Abstract
The prevalence of diabetes is increasing day by day as per a report by the year 2045, 1 out of every 8th individuals may suffer from diabetes. This research article focuses on developing and validating Metformin and Dapagliflozin in combination by using high-pressure liquid Chromatography (RP-HPLC). The validation of the method was followed as per the guidelines provided by the International Conference on Harmonization (ICH) and United States Pharmacopeia (USP). Separation of both drugs takes place in less than 4 min. This separation takes place using Phosphate buffer (pH 6.8) and acetonitrile in a 45:55 (v/v) ratio at a 1.0 mL min−1 flow rate. Furthermore, studies on both drugs were conducted by using the bulk and pharmaceutical dosage forms (Tablets). The developed method was accurate as drug recoveries in both cases of Metformin, and Dapagliflozin ranged between (100.8, 99.6, 98.8%) to (100.8, 99.3, and 101.5%) respectively having a concentration range of solutions between 70, 100 and 130 μg mL−1 dilution. The recommended method for simultaneous quantification of Metformin and Dapagliflozin was established and validated and no excipient interactions were found.
Introduction
The use of medicines was started in ancient times. With human evolution, the process of taking medicines was also revolutionized. Over the last few decades, more work has been done in the field of the Pharmaceutical industry with special emphasis on increasing effectiveness, safety, and reducing side effects. The work was done to facilitate patients and improve their compliance with taking medication. The importance of combining active pharmaceutical ingredients is increasing day by day. So, such products aimed to reduce side effects, patient tolerance towards the use of medicines, and increase drug effectiveness. As per the report of the International Diabetes Federation about 382 million people throughout the world were affected by Diabetes Mellitus (DM). and still, the count is not going to slow down by the end of 2035 it is estimated that the number would be raised to 592 million.
DM is an endocrinological disorder that results due to irregularity in the insulin action, secretion of insulin, or both. This reduced insulin causes a permanent abnormality in glucose tolerance and high blood sugar levels. DM is considered the oldest human disease. From the 14th century, it was titled black death. It is mainly categorized into two categories when the pancreas is not able to produce enough insulin to meet the needs of the body and control sugar levels, termed Insulin-dependent diabetes mellitus. In this type of diabetes, the patient is completely dependent upon the parenteral form of insulin. Another type of DM is Non-insulin-dependent diabetes, In such type of diabetes, the body cells become resistant to insulin which is further treated with Biguanides, Sulfonylurea, and carbohydrate analogs the oral anti-diabetic drugs [1].

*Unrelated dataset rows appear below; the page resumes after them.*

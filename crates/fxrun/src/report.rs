use std::fmt::Write as _;
use std::path::PathBuf;

use effects::CHAIN;
use fxconfig::FxConfig;
use serde::Serialize;
use shaderbank::{ShaderDevice, ShaderModuleRegistry};

use crate::pipelines::PipelineStatus;

#[derive(Debug, Clone, PartialEq, Eq, Serialize)]
pub struct LoadedShader {
    pub name: String,
    pub stage: String,
}

/// Outcome of loading a shader folder plus the effect chain the
/// configuration would run.
#[derive(Debug, Clone, Serialize)]
pub struct CheckReport {
    pub shader_folder: PathBuf,
    pub loaded: Vec<LoadedShader>,
    pub skipped: Vec<String>,
    pub effect_order: Vec<String>,
    pub wipe_enabled: bool,
    pub pipelines: Vec<PipelineStatus>,
}

impl CheckReport {
    pub fn collect<D: ShaderDevice>(
        registry: &ShaderModuleRegistry<D>,
        config: &FxConfig,
        pipelines: &[PipelineStatus],
    ) -> Self {
        let loaded = registry
            .loaded_names()
            .into_iter()
            .map(|name| LoadedShader {
                name: name.to_string(),
                stage: registry
                    .stage(name)
                    .map(|stage| stage.to_string())
                    .unwrap_or_default(),
            })
            .collect();

        Self {
            shader_folder: registry.folder().to_path_buf(),
            loaded,
            skipped: registry.skipped().to_vec(),
            effect_order: effect_order(config),
            wipe_enabled: config.wipe_enabled,
            pipelines: pipelines.to_vec(),
        }
    }

    pub fn pipeline_failures(&self) -> usize {
        self.pipelines
            .iter()
            .filter(|status| status.error.is_some())
            .count()
    }

    pub fn render_text(&self) -> String {
        let mut out = String::new();
        let _ = writeln!(out, "shader folder: {}", self.shader_folder.display());
        let _ = writeln!(out, "loaded {} shader(s):", self.loaded.len());
        for shader in &self.loaded {
            let _ = writeln!(out, "  {:<28} {}", shader.name, shader.stage);
        }
        if !self.skipped.is_empty() {
            let _ = writeln!(out, "skipped (unsupported capability):");
            for name in &self.skipped {
                let _ = writeln!(out, "  {name}");
            }
        }
        if self.effect_order.is_empty() {
            let _ = writeln!(out, "no effects active");
        } else {
            let _ = writeln!(out, "effect order: {}", self.effect_order.join(" -> "));
        }
        let failures = self.pipeline_failures();
        let _ = writeln!(
            out,
            "effect pipelines: {} built, {failures} failed",
            self.pipelines.len() - failures
        );
        for status in &self.pipelines {
            if let Some(error) = &status.error {
                let _ = writeln!(out, "  {:<28} {error}", status.shader);
            }
        }
        out
    }
}

/// Shaders the chain dispatches for the configured presets, in chain order.
pub fn effect_order(config: &FxConfig) -> Vec<String> {
    CHAIN
        .iter()
        .filter(|stage| stage.enabled_by(config))
        .map(|stage| stage.shader().to_string())
        .collect()
}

It is believed that type 2 DM is provoked by excessive nutrient diet consumption because more than 90% of the patients in Western countries are overweight or obese [2]. DM is the foremost reason for many serious problems such as renal and cardiovascular diseases. Microvascular (neuropathy, nephropathy, and retinopathy), hypertension, chronic hyperglycemia, and macrovascular (stroke, coronary artery disease) were regarded as distinctive properties of DM [3].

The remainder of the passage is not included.